Bari-bari apu

Le diptyque de Macha Pangilinan nous plonge dans un récit intime de sa famille. Dans la terre natale de son père, la province de Nueva Ecija, on croit aux nuno, les nains-esprits vivant dans les fourmilières. Le passage par les lieux habités par les nuno nécessite une permission.«Bari-bari apu,makilabas kupu» (dialecte de kapampangan) est une demande d’enchantement pour nous excuser de toute malédiction, qui signifie «Pardonnez moi, je veux passer sans déranger votre paix». La personne qui néglige cet accord sera maudite et souffrira de maladies diverses, selon les croyances locales.

Bari-bari apu 2022

diptyque 110 x 150cm acrylique, encre, pastel sur toile

«En 1992 après la chute de l’URSS mon père a amené ma mère et moi aux Philippines pour la

première fois.

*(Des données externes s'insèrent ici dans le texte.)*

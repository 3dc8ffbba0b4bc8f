//! Scriptable in-memory backend and fixture builders for behavioral tests.
//! Compiled only with the `test-utils` feature.

use std::collections::{HashMap, HashSet};
use std::sync::Mutex;
use std::time::Duration;

use async_trait::async_trait;

use crate::api::{ApiError, CatalogApi};
use crate::domain::{Album, Collector, Musician, NewAlbum, NewCollector, Prize};

struct Shelf<T> {
    items: Vec<T>,
    fail_list: bool,
    fail_writes: bool,
    failing_ids: HashSet<i64>,
    delays: HashMap<i64, Duration>,
}

impl<T> Default for Shelf<T> {
    fn default() -> Self {
        Self {
            items: Vec::new(),
            fail_list: false,
            fail_writes: false,
            failing_ids: HashSet::new(),
            delays: HashMap::new(),
        }
    }
}

/// In-memory [`CatalogApi`] whose responses are scripted per test:
/// seed items, mark endpoints or ids as failing, add per-id latency.
#[derive(Default)]
pub struct ScriptedApi {
    albums: Mutex<Shelf<Album>>,
    musicians: Mutex<Shelf<Musician>>,
    collectors: Mutex<Shelf<Collector>>,
    prizes: Mutex<Shelf<Prize>>,
    associations: Mutex<Vec<(i64, i64)>>,
}

impl ScriptedApi {
    pub fn new() -> Self {
        Self::default()
    }

    pub fn set_albums(&self, items: Vec<Album>) {
        self.albums.lock().unwrap().items = items;
    }

    pub fn fail_album_list(&self, fail: bool) {
        self.albums.lock().unwrap().fail_list = fail;
    }

    pub fn fail_album_writes(&self, fail: bool) {
        self.albums.lock().unwrap().fail_writes = fail;
    }

    pub fn fail_album(&self, id: i64) {
        self.albums.lock().unwrap().failing_ids.insert(id);
    }

    pub fn clear_album_failures(&self) {
        self.albums.lock().unwrap().failing_ids.clear();
    }

    pub fn delay_album(&self, id: i64, delay: Duration) {
        self.albums.lock().unwrap().delays.insert(id, delay);
    }

    pub fn set_musicians(&self, items: Vec<Musician>) {
        self.musicians.lock().unwrap().items = items;
    }

    pub fn set_collectors(&self, items: Vec<Collector>) {
        self.collectors.lock().unwrap().items = items;
    }

    pub fn set_prizes(&self, items: Vec<Prize>) {
        self.prizes.lock().unwrap().items = items;
    }

    pub fn fail_prize(&self, id: i64) {
        self.prizes.lock().unwrap().failing_ids.insert(id);
    }

    pub fn delay_prize(&self, id: i64, delay: Duration) {
        self.prizes.lock().unwrap().delays.insert(id, delay);
    }

    /// `(album_id, musician_id)` pairs recorded by successful associates.
    pub fn associations(&self) -> Vec<(i64, i64)> {
        self.associations.lock().unwrap().clone()
    }
}

fn list_from<T: Clone>(shelf: &Mutex<Shelf<T>>) -> Result<Vec<T>, ApiError> {
    let shelf = shelf.lock().unwrap();
    if shelf.fail_list {
        return Err(ApiError::Server { status: 503 });
    }
    Ok(shelf.items.clone())
}

async fn get_from<T, F>(
    shelf: &Mutex<Shelf<T>>,
    id: i64,
    resource: &str,
    find: F,
) -> Result<T, ApiError>
where
    T: Clone,
    F: Fn(&T) -> i64,
{
    let (result, delay) = {
        let shelf = shelf.lock().unwrap();
        let delay = shelf.delays.get(&id).copied();
        let result = if shelf.failing_ids.contains(&id) {
            Err(ApiError::Server { status: 500 })
        } else {
            match shelf.items.iter().find(|item| find(item) == id) {
                Some(item) => Ok(item.clone()),
                None => Err(ApiError::NotFound {
                    resource: format!("{} {}", resource, id),
                }),
            }
        };
        (result, delay)
    };
    if let Some(delay) = delay {
        tokio::time::sleep(delay).await;
    }
    result
}

fn next_id<T, F: Fn(&T) -> i64>(items: &[T], id_of: F) -> i64 {
    items.iter().map(id_of).max().unwrap_or(0) + 1
}

#[async_trait]
impl CatalogApi for ScriptedApi {
    async fn list_albums(&self) -> Result<Vec<Album>, ApiError> {
        list_from(&self.albums)
    }

    async fn get_album(&self, id: i64) -> Result<Album, ApiError> {
        get_from(&self.albums, id, "album", |a| a.id).await
    }

    async fn create_album(&self, draft: &NewAlbum) -> Result<Album, ApiError> {
        let mut shelf = self.albums.lock().unwrap();
        if shelf.fail_writes {
            return Err(ApiError::Server { status: 500 });
        }
        let album = Album {
            id: next_id(&shelf.items, |a| a.id),
            name: draft.name.clone(),
            cover: draft.cover.clone(),
            release_date: draft.release_date,
            description: draft.description.clone(),
            genre: draft.genre.clone(),
            record_label: draft.record_label.clone(),
            tracks: Vec::new(),
            performers: Vec::new(),
            comments: Vec::new(),
        };
        shelf.items.push(album.clone());
        Ok(album)
    }

    async fn list_musicians(&self) -> Result<Vec<Musician>, ApiError> {
        list_from(&self.musicians)
    }

    async fn get_musician(&self, id: i64) -> Result<Musician, ApiError> {
        get_from(&self.musicians, id, "musician", |m| m.id).await
    }

    async fn list_collectors(&self) -> Result<Vec<Collector>, ApiError> {
        list_from(&self.collectors)
    }

    async fn get_collector(&self, id: i64) -> Result<Collector, ApiError> {
        get_from(&self.collectors, id, "collector", |c| c.id).await
    }

    async fn create_collector(&self, draft: &NewCollector) -> Result<Collector, ApiError> {
        let mut shelf = self.collectors.lock().unwrap();
        if shelf.fail_writes {
            return Err(ApiError::Server { status: 500 });
        }
        let collector = Collector {
            id: next_id(&shelf.items, |c| c.id),
            name: draft.name.clone(),
            telephone: draft.telephone.clone(),
            email: draft.email.clone(),
            comments: draft.comments.clone(),
            favorite_performers: Vec::new(),
            collector_albums: Vec::new(),
        };
        shelf.items.push(collector.clone());
        Ok(collector)
    }

    async fn get_prize(&self, id: i64) -> Result<Prize, ApiError> {
        get_from(&self.prizes, id, "prize", |p| p.id).await
    }

    async fn add_musician_to_album(
        &self,
        album_id: i64,
        musician_id: i64,
    ) -> Result<(), ApiError> {
        {
            let shelf = self.albums.lock().unwrap();
            if shelf.fail_writes {
                return Err(ApiError::Server { status: 500 });
            }
            if !shelf.items.iter().any(|a| a.id == album_id) {
                return Err(ApiError::NotFound {
                    resource: format!("album {}", album_id),
                });
            }
        }
        self.associations.lock().unwrap().push((album_id, musician_id));
        Ok(())
    }
}

pub fn album(id: i64, name: &str) -> Album {
    Album {
        id,
        name: name.to_string(),
        cover: None,
        release_date: None,
        description: None,
        genre: None,
        record_label: None,
        tracks: Vec::new(),
        performers: Vec::new(),
        comments: Vec::new(),
    }
}

pub fn musician(id: i64, name: &str) -> Musician {
    Musician {
        id,
        name: name.to_string(),
        image: None,
        description: None,
        birth_date: None,
        albums: Vec::new(),
        performer_prizes: Vec::new(),
    }
}

pub fn collector(id: i64, name: &str) -> Collector {
    Collector {
        id,
        name: name.to_string(),
        telephone: None,
        email: None,
        comments: None,
        favorite_performers: Vec::new(),
        collector_albums: Vec::new(),
    }
}

pub fn prize(id: i64, name: &str) -> Prize {
    Prize {
        id,
        name: name.to_string(),
        description: None,
        organization: None,
    }
}
use std::collections::HashMap;
use std::sync::atomic::{AtomicU64, Ordering};
use std::sync::Arc;

use tokio::sync::watch;
use tracing::{debug, warn};

use crate::domain::ChildRef;
use crate::repository::GetSource;

/// Per-child resolution lifecycle. Absence from the map is the implicit
/// fourth state; entries never revert backward.
#[derive(Debug, Clone, PartialEq)]
pub enum ResolutionState<T> {
    Loading,
    Loaded(T),
    Failed(String),
}

pub type ResolutionMap<T> = HashMap<i64, ResolutionState<T>>;

/// Resolves a parent entity's reference list into fully-loaded children,
/// one independent fetch per child id, published as an observable map.
///
/// Each `resolve` call is a batch carrying a generation token. A new batch
/// rebuilds the map from scratch; completions from a superseded batch are
/// dropped, so navigating to a new parent can never be overwritten by a
/// late response for the old one. Fetch failures are scoped to their own
/// entry and never fail the batch.
///
/// Must be used inside a tokio runtime.
pub struct ResolutionEngine<T> {
    source: Arc<dyn GetSource<T>>,
    tx: watch::Sender<ResolutionMap<T>>,
    generation: Arc<AtomicU64>,
}

impl<T: Clone + Send + Sync + 'static> ResolutionEngine<T> {
    pub fn new(source: Arc<dyn GetSource<T>>) -> Self {
        let (tx, _) = watch::channel(HashMap::new());
        Self {
            source,
            tx,
            generation: Arc::new(AtomicU64::new(0)),
        }
    }

    pub fn subscribe(&self) -> watch::Receiver<ResolutionMap<T>> {
        self.tx.subscribe()
    }

    pub fn current(&self) -> ResolutionMap<T> {
        self.tx.borrow().clone()
    }

    /// Every computed child id has finished resolving, successfully or
    /// not. An empty map counts as fully resolved.
    pub fn all_resolved(&self) -> bool {
        self.tx
            .borrow()
            .values()
            .all(|state| !matches!(state, ResolutionState::Loading))
    }

    /// Start resolving `refs`. References that yield no child id are
    /// skipped. An empty reference list clears the map.
    pub fn resolve<R: ChildRef>(&self, refs: &[R]) {
        let token = self.generation.fetch_add(1, Ordering::SeqCst) + 1;

        let mut map: ResolutionMap<T> = HashMap::new();
        for reference in refs {
            match reference.child_id() {
                Some(id) => {
                    map.insert(id, ResolutionState::Loading);
                }
                None => warn!("reference with no resolvable child id, skipping"),
            }
        }
        let ids: Vec<i64> = map.keys().copied().collect();
        self.tx.send_replace(map);

        for id in ids {
            let source = Arc::clone(&self.source);
            let tx = self.tx.clone();
            let generation = Arc::clone(&self.generation);
            tokio::spawn(async move {
                let next = match source.get(id).await {
                    Ok(child) => ResolutionState::Loaded(child),
                    Err(e) => ResolutionState::Failed(e.to_string()),
                };
                let applied = tx.send_if_modified(|map| {
                    if generation.load(Ordering::SeqCst) == token {
                        map.insert(id, next);
                        true
                    } else {
                        false
                    }
                });
                if !applied {
                    debug!("dropping resolution for child {} from a superseded batch", id);
                }
            });
        }
    }
}
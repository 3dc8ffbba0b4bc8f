//! Repository read-through semantics against a scripted backend and a
//! real sqlite cache file.

use std::sync::Arc;
use std::time::Duration;

use tempfile::TempDir;
use vinilos_core::domain::{NewAlbum, NewCollector};
use vinilos_core::repository::CatalogRepositories;
use vinilos_core::store::open_store;
use vinilos_core::testing::{self, ScriptedApi};
use vinilos_core::FetchError;

fn tracing_init() {
    let _ = tracing_subscriber::fmt()
        .with_test_writer()
        .with_line_number(true)
        .with_target(false)
        .with_file(true)
        .try_init();
}

async fn repos_with_cache(api: Arc<ScriptedApi>) -> (CatalogRepositories, TempDir) {
    let tmp = TempDir::new().unwrap();
    let pool = open_store(&tmp.path().join("cache.db")).await.unwrap();
    (CatalogRepositories::new(api, Some(pool)), tmp)
}

/// The cache refresh runs in a background task; poll until it lands.
async fn wait_for_cached(repos: &CatalogRepositories, expected: usize) {
    for _ in 0..100 {
        if repos.albums.cached().await.len() == expected {
            return;
        }
        tokio::time::sleep(Duration::from_millis(20)).await;
    }
    panic!("cache never reached {} albums", expected);
}

#[tokio::test]
async fn list_populates_the_cache_in_the_background() {
    tracing_init();
    let api = Arc::new(ScriptedApi::new());
    api.set_albums(vec![
        testing::album(1, "Buscando América"),
        testing::album(2, "Siembra"),
    ]);
    let (repos, _tmp) = repos_with_cache(api).await;

    let albums = repos.albums.list().await.unwrap();
    assert_eq!(albums.len(), 2);

    wait_for_cached(&repos, 2).await;
    let cached = repos.albums.cached().await;
    assert_eq!(cached[0].name, "Buscando América");
}

#[tokio::test]
async fn remote_failure_is_surfaced_even_with_a_cached_snapshot() {
    tracing_init();
    let api = Arc::new(ScriptedApi::new());
    api.set_albums(vec![testing::album(1, "Buscando América")]);
    let (repos, _tmp) = repos_with_cache(api.clone()).await;

    repos.albums.list().await.unwrap();
    wait_for_cached(&repos, 1).await;

    api.fail_album_list(true);
    let result = repos.albums.list().await;
    assert!(matches!(result, Err(FetchError::Server(503))));

    // the snapshot is still there for callers that explicitly want it
    assert_eq!(repos.albums.cached().await.len(), 1);
}

#[tokio::test]
async fn list_without_cache_still_works() {
    tracing_init();
    let api = Arc::new(ScriptedApi::new());
    api.set_albums(vec![testing::album(1, "Buscando América")]);
    let repos = CatalogRepositories::new(api, None);

    assert_eq!(repos.albums.list().await.unwrap().len(), 1);
    assert!(repos.albums.cached().await.is_empty());
}

#[tokio::test]
async fn get_is_remote_only_and_classifies_not_found() {
    tracing_init();
    let api = Arc::new(ScriptedApi::new());
    api.set_albums(vec![testing::album(1, "Buscando América")]);
    let (repos, _tmp) = repos_with_cache(api).await;

    assert_eq!(repos.albums.get(1).await.unwrap().id, 1);
    assert!(matches!(
        repos.albums.get(99).await,
        Err(FetchError::NotFound(_))
    ));
}

#[tokio::test]
async fn create_does_not_merge_locally_until_the_next_list() {
    tracing_init();
    let api = Arc::new(ScriptedApi::new());
    api.set_albums(vec![testing::album(1, "Buscando América")]);
    let (repos, _tmp) = repos_with_cache(api).await;

    repos.albums.list().await.unwrap();
    wait_for_cached(&repos, 1).await;

    let draft = NewAlbum {
        name: "Siembra".to_string(),
        cover: None,
        release_date: None,
        description: None,
        genre: None,
        record_label: None,
    };
    let created = repos.albums.create(&draft).await.unwrap();
    assert_eq!(created.name, "Siembra");

    // cache untouched by the write; the follow-up list refresh picks it up
    assert_eq!(repos.albums.cached().await.len(), 1);
    assert_eq!(repos.albums.list().await.unwrap().len(), 2);
    wait_for_cached(&repos, 2).await;
}

#[tokio::test]
async fn associate_records_the_link_and_reports_missing_album() {
    tracing_init();
    let api = Arc::new(ScriptedApi::new());
    api.set_albums(vec![testing::album(1, "Buscando América")]);
    let repos = CatalogRepositories::new(api.clone(), None);

    repos.albums.add_musician(1, 10).await.unwrap();
    assert_eq!(api.associations(), vec![(1, 10)]);

    assert!(matches!(
        repos.albums.add_musician(99, 10).await,
        Err(FetchError::NotFound(_))
    ));
}

#[tokio::test]
async fn collector_create_round_trips() {
    tracing_init();
    let api = Arc::new(ScriptedApi::new());
    let repos = CatalogRepositories::new(api, None);

    let draft = NewCollector {
        name: "Manolo Bellon".to_string(),
        telephone: Some("3502457896".to_string()),
        email: Some("manollo@caracol.com.co".to_string()),
        comments: None,
    };
    let created = repos.collectors.create(&draft).await.unwrap();
    assert_eq!(created.name, "Manolo Bellon");

    assert_eq!(repos.collectors.list().await.unwrap().len(), 1);
}
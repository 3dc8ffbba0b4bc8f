//! Observable screen state machines.
//!
//! Each machine publishes its current state on a `tokio::sync::watch`
//! channel; consumers hold a receiver and re-render on change. The entry
//! points (`refresh`, `load`, `retry`, `run`, `clear`) are the only way to
//! drive a machine — state is never mutated from outside.

mod detail;
mod list;
mod mutation;

pub use detail::{DetailState, DetailStateMachine};
pub use list::{ListState, ListStateMachine};
pub use mutation::{MutationState, MutationStateMachine};
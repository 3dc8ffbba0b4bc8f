use chrono::NaiveDateTime;
use serde::{Deserialize, Serialize};

/// An entity with a backend-assigned integer id.
pub trait Identified {
    fn id(&self) -> i64;
}

/// A join record pointing from a parent entity to a child entity.
///
/// The resolvable child id follows a three-tier precedence that real
/// backend data depends on: the embedded partial child's id wins, then the
/// explicit foreign-key field, then the reference's own record id as a
/// last resort. A record carrying none of the three is malformed and
/// yields `None`.
pub trait ChildRef {
    fn child_id(&self) -> Option<i64>;
}

#[derive(Debug, Clone, PartialEq, Serialize, Deserialize)]
#[serde(rename_all = "camelCase")]
pub struct Album {
    pub id: i64,
    pub name: String,
    #[serde(default)]
    pub cover: Option<String>,
    #[serde(default, with = "lenient_datetime")]
    pub release_date: Option<NaiveDateTime>,
    #[serde(default)]
    pub description: Option<String>,
    #[serde(default)]
    pub genre: Option<String>,
    #[serde(default)]
    pub record_label: Option<String>,
    #[serde(default)]
    pub tracks: Vec<Track>,
    #[serde(default)]
    pub performers: Vec<PerformerRef>,
    #[serde(default)]
    pub comments: Vec<Comment>,
}

#[derive(Debug, Clone, PartialEq, Serialize, Deserialize)]
pub struct Track {
    pub id: i64,
    pub name: String,
    #[serde(default)]
    pub duration: Option<String>,
}

#[derive(Debug, Clone, PartialEq, Serialize, Deserialize)]
pub struct Comment {
    pub id: i64,
    pub description: String,
    #[serde(default)]
    pub rating: Option<i32>,
}

#[derive(Debug, Clone, PartialEq, Serialize, Deserialize)]
#[serde(rename_all = "camelCase")]
pub struct Musician {
    pub id: i64,
    pub name: String,
    #[serde(default)]
    pub image: Option<String>,
    #[serde(default)]
    pub description: Option<String>,
    #[serde(default, with = "lenient_datetime")]
    pub birth_date: Option<NaiveDateTime>,
    #[serde(default)]
    pub albums: Vec<AlbumStub>,
    #[serde(default)]
    pub performer_prizes: Vec<PerformerPrizeRef>,
}

#[derive(Debug, Clone, PartialEq, Serialize, Deserialize)]
#[serde(rename_all = "camelCase")]
pub struct Collector {
    pub id: i64,
    pub name: String,
    #[serde(default)]
    pub telephone: Option<String>,
    #[serde(default)]
    pub email: Option<String>,
    #[serde(default)]
    pub comments: Option<String>,
    #[serde(default)]
    pub favorite_performers: Vec<PerformerRef>,
    #[serde(default)]
    pub collector_albums: Vec<CollectorAlbumRef>,
}

#[derive(Debug, Clone, PartialEq, Serialize, Deserialize)]
#[serde(rename_all = "camelCase")]
pub struct Prize {
    pub id: i64,
    pub name: String,
    #[serde(default)]
    pub description: Option<String>,
    #[serde(default)]
    pub organization: Option<String>,
}

/// Lightweight performer embedded in album and collector payloads.
#[derive(Debug, Clone, PartialEq, Serialize, Deserialize)]
pub struct PerformerRef {
    pub id: i64,
    pub name: String,
    #[serde(default)]
    pub image: Option<String>,
}

/// Lightweight album embedded in musician payloads and collector-album
/// references.
#[derive(Debug, Clone, PartialEq, Serialize, Deserialize)]
pub struct AlbumStub {
    pub id: i64,
    #[serde(default)]
    pub name: Option<String>,
    #[serde(default)]
    pub cover: Option<String>,
}

/// Lightweight prize embedded in performer-prize references.
#[derive(Debug, Clone, PartialEq, Serialize, Deserialize)]
pub struct PrizeStub {
    pub id: i64,
    #[serde(default)]
    pub name: Option<String>,
}

/// A prize awarded to a musician, as returned inside the musician payload.
#[derive(Debug, Clone, PartialEq, Serialize, Deserialize)]
#[serde(rename_all = "camelCase")]
pub struct PerformerPrizeRef {
    #[serde(default)]
    pub id: Option<i64>,
    #[serde(default, with = "lenient_datetime")]
    pub premiation_date: Option<NaiveDateTime>,
    #[serde(default)]
    pub prize_id: Option<i64>,
    #[serde(default)]
    pub prize: Option<PrizeStub>,
}

/// An album owned by a collector, as returned inside the collector payload.
#[derive(Debug, Clone, PartialEq, Serialize, Deserialize)]
#[serde(rename_all = "camelCase")]
pub struct CollectorAlbumRef {
    #[serde(default)]
    pub id: Option<i64>,
    #[serde(default)]
    pub price: Option<i64>,
    #[serde(default)]
    pub status: Option<String>,
    #[serde(default)]
    pub album_id: Option<i64>,
    #[serde(default)]
    pub album: Option<AlbumStub>,
}

/// Draft album for creation. The backend assigns the id.
#[derive(Debug, Clone, PartialEq, Serialize)]
#[serde(rename_all = "camelCase")]
pub struct NewAlbum {
    pub name: String,
    #[serde(skip_serializing_if = "Option::is_none")]
    pub cover: Option<String>,
    #[serde(with = "lenient_datetime", skip_serializing_if = "Option::is_none")]
    pub release_date: Option<NaiveDateTime>,
    #[serde(skip_serializing_if = "Option::is_none")]
    pub description: Option<String>,
    #[serde(skip_serializing_if = "Option::is_none")]
    pub genre: Option<String>,
    #[serde(skip_serializing_if = "Option::is_none")]
    pub record_label: Option<String>,
}

/// Draft collector for creation.
#[derive(Debug, Clone, PartialEq, Serialize)]
#[serde(rename_all = "camelCase")]
pub struct NewCollector {
    pub name: String,
    #[serde(skip_serializing_if = "Option::is_none")]
    pub telephone: Option<String>,
    #[serde(skip_serializing_if = "Option::is_none")]
    pub email: Option<String>,
    #[serde(skip_serializing_if = "Option::is_none")]
    pub comments: Option<String>,
}

impl Identified for Album {
    fn id(&self) -> i64 {
        self.id
    }
}

impl Identified for Musician {
    fn id(&self) -> i64 {
        self.id
    }
}

impl Identified for Collector {
    fn id(&self) -> i64 {
        self.id
    }
}

impl Identified for Prize {
    fn id(&self) -> i64 {
        self.id
    }
}

impl ChildRef for PerformerPrizeRef {
    fn child_id(&self) -> Option<i64> {
        self.prize
            .as_ref()
            .map(|p| p.id)
            .or(self.prize_id)
            .or(self.id)
    }
}

impl ChildRef for CollectorAlbumRef {
    fn child_id(&self) -> Option<i64> {
        self.album
            .as_ref()
            .map(|a| a.id)
            .or(self.album_id)
            .or(self.id)
    }
}

/// Lenient (de)serialization for the backend's `yyyy-MM-ddTHH:mm:ss.SSSZ`
/// timestamps. Accepts RFC 3339, naive datetimes with or without fractional
/// seconds, and bare dates. Unparseable values become `None` rather than
/// failing the whole payload.
pub mod lenient_datetime {
    use chrono::{DateTime, NaiveDate, NaiveDateTime};
    use serde::{Deserialize, Deserializer, Serializer};
    use tracing::debug;

    pub fn serialize<S>(value: &Option<NaiveDateTime>, serializer: S) -> Result<S::Ok, S::Error>
    where
        S: Serializer,
    {
        match value {
            Some(dt) => serializer.serialize_str(&dt.format("%Y-%m-%dT%H:%M:%S%.3fZ").to_string()),
            None => serializer.serialize_none(),
        }
    }

    pub fn deserialize<'de, D>(deserializer: D) -> Result<Option<NaiveDateTime>, D::Error>
    where
        D: Deserializer<'de>,
    {
        let raw: Option<String> = Option::deserialize(deserializer)?;
        Ok(raw.as_deref().and_then(parse))
    }

    pub fn parse(raw: &str) -> Option<NaiveDateTime> {
        let trimmed = raw.trim();
        if let Ok(dt) = DateTime::parse_from_rfc3339(trimmed) {
            return Some(dt.naive_utc());
        }
        let bare = trimmed.trim_end_matches('Z');
        if let Ok(dt) = NaiveDateTime::parse_from_str(bare, "%Y-%m-%dT%H:%M:%S%.f") {
            return Some(dt);
        }
        if let Ok(date) = NaiveDate::parse_from_str(bare, "%Y-%m-%d") {
            if let Some(dt) = date.and_hms_opt(0, 0, 0) {
                return Some(dt);
            }
        }
        debug!("unparseable timestamp '{}', treating as absent", raw);
        None
    }
}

En traversant la rizière qui liait les plantations familiales avec la maison, mon père

n’a pas demandé aux nuno la permission de passage pour les nouvelles arrivantes étrangères –

ma mère et moi. Le lendemain je suis tombée malade et je fus hospitalisée. Cet évènement a

bouleversé la famille, malgré le fait que c’était une gastro ordinaire, la raison était évidente –

j’avais été maudite par les nuno en raison de mon passage non autorisé. La solution a été vite

trouvée : j’ai été baptisée sur le champ.»

Cette anecdote familiale, qui a servie comme source d’inspiration pour Bari-bari apu est un

souvenir reconstitué. En utilisant les témoignages de ses proches, les images d’archive, extraites

d’une vielle pellicule VHS, l’artiste essaie de reconstruire cette chaîne d’évènements pittoresques.